# What you have to do
Using the lines below, work out the count of those that hold "WorkingElsewhere". Give the number only.

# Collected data
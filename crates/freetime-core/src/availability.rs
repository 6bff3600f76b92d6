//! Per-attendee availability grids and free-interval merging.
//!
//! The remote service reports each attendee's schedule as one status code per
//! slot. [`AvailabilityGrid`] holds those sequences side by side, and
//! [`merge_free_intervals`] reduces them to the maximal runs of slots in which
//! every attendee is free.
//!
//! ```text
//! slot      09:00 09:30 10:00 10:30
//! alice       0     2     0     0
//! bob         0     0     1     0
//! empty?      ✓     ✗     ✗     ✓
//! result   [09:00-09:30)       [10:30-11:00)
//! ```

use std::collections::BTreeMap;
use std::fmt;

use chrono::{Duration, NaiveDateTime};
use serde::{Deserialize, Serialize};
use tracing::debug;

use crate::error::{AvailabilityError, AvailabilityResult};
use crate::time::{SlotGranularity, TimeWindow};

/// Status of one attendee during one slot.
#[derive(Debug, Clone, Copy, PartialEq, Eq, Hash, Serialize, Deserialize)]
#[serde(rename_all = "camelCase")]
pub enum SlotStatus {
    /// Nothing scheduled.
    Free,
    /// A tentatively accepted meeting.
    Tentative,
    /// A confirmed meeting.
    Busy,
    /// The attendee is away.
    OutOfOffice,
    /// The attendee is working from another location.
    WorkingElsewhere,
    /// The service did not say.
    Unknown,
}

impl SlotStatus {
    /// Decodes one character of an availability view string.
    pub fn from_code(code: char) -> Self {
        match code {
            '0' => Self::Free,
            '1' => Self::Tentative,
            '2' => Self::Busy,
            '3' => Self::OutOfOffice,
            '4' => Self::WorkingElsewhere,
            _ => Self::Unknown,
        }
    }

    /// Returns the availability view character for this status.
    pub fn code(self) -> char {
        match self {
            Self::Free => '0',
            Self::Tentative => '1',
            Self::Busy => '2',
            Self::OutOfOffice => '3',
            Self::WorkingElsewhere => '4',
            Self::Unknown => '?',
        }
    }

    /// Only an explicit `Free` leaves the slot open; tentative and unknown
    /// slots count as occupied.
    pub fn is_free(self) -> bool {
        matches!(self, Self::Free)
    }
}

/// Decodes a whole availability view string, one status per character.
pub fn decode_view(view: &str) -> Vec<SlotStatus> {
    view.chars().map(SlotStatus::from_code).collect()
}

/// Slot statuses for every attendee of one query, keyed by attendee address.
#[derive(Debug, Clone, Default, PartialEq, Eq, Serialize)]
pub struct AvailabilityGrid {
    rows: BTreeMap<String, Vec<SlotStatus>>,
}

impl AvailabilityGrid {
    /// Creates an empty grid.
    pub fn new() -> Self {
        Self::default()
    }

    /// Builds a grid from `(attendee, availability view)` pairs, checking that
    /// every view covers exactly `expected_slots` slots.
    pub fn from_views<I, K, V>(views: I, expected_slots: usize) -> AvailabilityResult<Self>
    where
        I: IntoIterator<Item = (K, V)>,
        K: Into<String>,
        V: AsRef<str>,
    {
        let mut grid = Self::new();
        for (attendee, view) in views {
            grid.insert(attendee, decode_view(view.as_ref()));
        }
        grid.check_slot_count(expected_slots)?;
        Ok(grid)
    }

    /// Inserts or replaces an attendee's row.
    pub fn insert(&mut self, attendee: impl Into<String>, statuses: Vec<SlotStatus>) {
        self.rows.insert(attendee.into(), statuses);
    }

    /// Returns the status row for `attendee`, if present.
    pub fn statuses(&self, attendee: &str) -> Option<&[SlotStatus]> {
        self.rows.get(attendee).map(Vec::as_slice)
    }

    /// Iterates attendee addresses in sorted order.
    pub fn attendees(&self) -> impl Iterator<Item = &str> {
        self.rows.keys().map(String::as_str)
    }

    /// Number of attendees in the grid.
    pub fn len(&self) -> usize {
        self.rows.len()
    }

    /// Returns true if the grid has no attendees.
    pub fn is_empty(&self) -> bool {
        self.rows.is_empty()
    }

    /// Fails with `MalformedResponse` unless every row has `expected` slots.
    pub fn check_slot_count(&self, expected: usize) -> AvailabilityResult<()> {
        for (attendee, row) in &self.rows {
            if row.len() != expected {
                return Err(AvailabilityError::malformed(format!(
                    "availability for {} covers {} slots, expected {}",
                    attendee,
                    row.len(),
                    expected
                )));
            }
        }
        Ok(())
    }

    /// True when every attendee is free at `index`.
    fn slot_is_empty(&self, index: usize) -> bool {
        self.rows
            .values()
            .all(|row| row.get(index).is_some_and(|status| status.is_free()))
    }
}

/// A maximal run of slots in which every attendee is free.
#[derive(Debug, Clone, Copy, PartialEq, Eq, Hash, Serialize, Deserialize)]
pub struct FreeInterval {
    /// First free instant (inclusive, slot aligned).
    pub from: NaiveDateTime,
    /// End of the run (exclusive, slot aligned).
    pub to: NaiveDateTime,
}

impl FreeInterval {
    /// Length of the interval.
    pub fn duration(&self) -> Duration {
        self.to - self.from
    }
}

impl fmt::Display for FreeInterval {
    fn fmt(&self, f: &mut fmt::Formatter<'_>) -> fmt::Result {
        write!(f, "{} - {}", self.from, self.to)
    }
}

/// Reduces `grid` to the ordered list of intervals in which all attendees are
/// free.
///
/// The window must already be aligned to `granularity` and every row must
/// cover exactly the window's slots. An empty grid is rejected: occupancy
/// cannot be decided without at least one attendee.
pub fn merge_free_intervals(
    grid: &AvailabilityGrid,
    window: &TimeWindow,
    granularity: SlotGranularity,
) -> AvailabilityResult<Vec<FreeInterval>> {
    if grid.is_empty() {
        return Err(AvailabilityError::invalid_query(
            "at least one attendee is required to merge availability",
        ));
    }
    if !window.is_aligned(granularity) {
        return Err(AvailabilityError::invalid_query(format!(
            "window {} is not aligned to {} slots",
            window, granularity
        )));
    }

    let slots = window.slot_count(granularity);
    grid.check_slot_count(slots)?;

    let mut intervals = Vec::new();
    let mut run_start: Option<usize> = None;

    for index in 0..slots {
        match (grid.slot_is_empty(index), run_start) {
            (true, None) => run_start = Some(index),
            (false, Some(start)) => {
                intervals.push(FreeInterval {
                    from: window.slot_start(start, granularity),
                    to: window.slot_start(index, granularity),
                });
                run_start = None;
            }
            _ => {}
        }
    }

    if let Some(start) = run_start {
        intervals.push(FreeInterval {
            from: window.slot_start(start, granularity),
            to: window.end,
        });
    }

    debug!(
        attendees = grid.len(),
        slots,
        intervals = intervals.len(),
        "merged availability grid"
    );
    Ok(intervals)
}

# Result
3